TOMBS ON Boston [?] COMMON Jan 21-/07 A PERIL — So Says Cemetery Supt. Scorgie, Following Cremation Address — That the old tombs on the Common are a menace to public health was the statement made yesterday by Superintendent Scorgie of Mt. Auburn Cemetery, following a reference made by Albert F. Parsons while addressing a public meeting of the Cremation Society of America in Kossuth Hall.
While speaking of what he calls the dangers of earth burial, Mr. Parsons said: "Superintendent Scorgie can tell stories of Mt. Auburn Cemetery which will make any hearer resolve never to place the body of any dear one in the ground."

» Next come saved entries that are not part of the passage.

//! The music player subject: playback state, observer registry, broadcast

use anyhow::Result;

use crate::audio::{AudioDevice, DeviceEvent, DeviceEventChannel};

use super::events::PlayerEvent;
use super::observer::{ObserverId, PlayerObserver};
use super::playback::{PlaybackState, clamp_volume};
use super::song::Song;

struct Registration {
    id: ObserverId,
    observer: Box<dyn PlayerObserver>,
}

/// Subject of the display notifications.
///
/// Owns the playback state, the ordered observer registry and the audio
/// device. Every mutation updates the state, drives the device, and then
/// synchronously notifies all observers in registration order; the mutating
/// call does not return until every observer has processed the update.
///
/// Observers are owned by the player and broadcast borrows it mutably, so an
/// observer cannot call back into the player from inside `update`.
pub struct MusicPlayer {
    state: PlaybackState,
    observers: Vec<Registration>,
    audio: Box<dyn AudioDevice>,
    next_observer_id: ObserverId,
}

impl MusicPlayer {
    /// Create an idle player over an audio device. The initial volume is
    /// whatever the device reports.
    pub fn new(audio: Box<dyn AudioDevice>) -> Self {
        Self {
            state: PlaybackState::idle(audio.volume()),
            observers: Vec::new(),
            audio,
            next_observer_id: 0,
        }
    }

    /// Snapshot of the current playback state.
    pub fn state(&self) -> PlaybackState {
        self.state.clone()
    }

    pub fn is_playing(&self) -> bool {
        self.state.playing
    }

    /// Hand over the device's event channel so the app shell can forward
    /// device-originated events into `handle_device_event`.
    pub fn take_device_events(&mut self) -> Option<DeviceEventChannel> {
        self.audio.take_event_channel()
    }

    // ========================================================================
    // Observer registry
    // ========================================================================

    /// Register an observer. Observers are notified in registration order;
    /// registering the same display again simply notifies it twice.
    ///
    /// The new observer immediately receives a whole-snapshot `State` event
    /// so it renders the current state without waiting for the next change.
    pub fn add_observer(&mut self, observer: Box<dyn PlayerObserver>) -> ObserverId {
        let id = self.next_observer_id;
        self.next_observer_id += 1;

        tracing::debug!(observer = observer.label(), id, "Observer registered");
        self.observers.push(Registration { id, observer });

        let sync = PlayerEvent::State(self.state.clone());
        if let Some(registration) = self.observers.last_mut() {
            if let Err(e) = registration.observer.update(&sync) {
                tracing::warn!(
                    observer = registration.observer.label(),
                    id,
                    error = %e,
                    "Observer failed initial state sync"
                );
            }
        }
        id
    }

    /// Remove a registration. Returns `false` (a no-op, not an error) when
    /// the id is not registered.
    pub fn remove_observer(&mut self, id: ObserverId) -> bool {
        match self.observers.iter().position(|r| r.id == id) {
            Some(index) => {
                let registration = self.observers.remove(index);
                tracing::debug!(observer = registration.observer.label(), id, "Observer removed");
                true
            }
            None => false,
        }
    }

    pub fn observer_count(&self) -> usize {
        self.observers.len()
    }

    // ========================================================================
    // Playback mutations
    // ========================================================================

    /// Start playing a song, replacing the current one if already playing.
    ///
    /// The device is driven first; a device error propagates before any
    /// state change, so observers never see a state the device refused.
    pub fn play(&mut self, song: Song) -> Result<()> {
        self.audio.load_source(&song.file)?;
        self.audio.start()?;

        self.state = PlaybackState {
            current_song: Some(song),
            playing: true,
            volume: self.audio.volume(),
        };
        self.broadcast(&PlayerEvent::Play(self.state.clone()));
        Ok(())
    }

    /// Stop playback. The current song is kept so displays keep showing
    /// track details; only the playing flag changes. Stopping an idle player
    /// broadcasts the same payload again.
    pub fn stop(&mut self) -> Result<()> {
        self.audio.pause()?;

        self.state.playing = false;
        self.broadcast(&PlayerEvent::Stop(self.state.clone()));
        Ok(())
    }

    /// Set the volume, clamped into `[0.0, 1.0]`. Out-of-range input is
    /// clamped silently, not rejected. Does not touch the playing flag or
    /// the current song.
    pub fn set_volume(&mut self, volume: f32) -> Result<()> {
        let clamped = clamp_volume(volume);
        self.audio.set_volume(clamped)?;

        self.state.volume = clamped;
        self.broadcast(&PlayerEvent::Volume { volume: clamped });
        Ok(())
    }

    /// Apply a device-originated event and rebroadcast it, so volume changes
    /// made on the device itself reach the displays like app-initiated ones.
    pub fn handle_device_event(&mut self, event: DeviceEvent) -> Result<()> {
        match event {
            DeviceEvent::VolumeChanged { volume } => {
                let clamped = clamp_volume(volume);
                self.audio.set_volume(clamped)?;

                self.state.volume = clamped;
                self.broadcast(&PlayerEvent::Volume { volume: clamped });
            }
        }
        Ok(())
    }

    /// Notify every registered observer, in registration order. A failing
    /// observer is logged and skipped; the remaining observers are still
    /// notified.
    fn broadcast(&mut self, event: &PlayerEvent) {
        tracing::debug!(
            event = event.kind(),
            observers = self.observers.len(),
            "Broadcasting state change"
        );
        for registration in &mut self.observers {
            if let Err(e) = registration.observer.update(event) {
                tracing::warn!(
                    observer = registration.observer.label(),
                    id = registration.id,
                    event = event.kind(),
                    error = %e,
                    "Observer update failed, continuing broadcast"
                );
            }
        }
    }
}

When this statement was called to the attention of Superintendent Scorgie, he said, last night:
"I think that Mr. Parsons must refer to the old tombs which the authorities of Mt. Auburn Cemetery have been gradually getting rid of.
"These tombs are without doubt unsanitary.
"I believe that the old tombs on Boston Common are a menace to public health.
"They are built in an old-fashioned way, with a brick arch. A current of air is constantly circulating through them, and the body might just as well be out of doors. A person standing a few feet away can easily detect the smell of a decaying body. Burials in these old tombs should be forbidden.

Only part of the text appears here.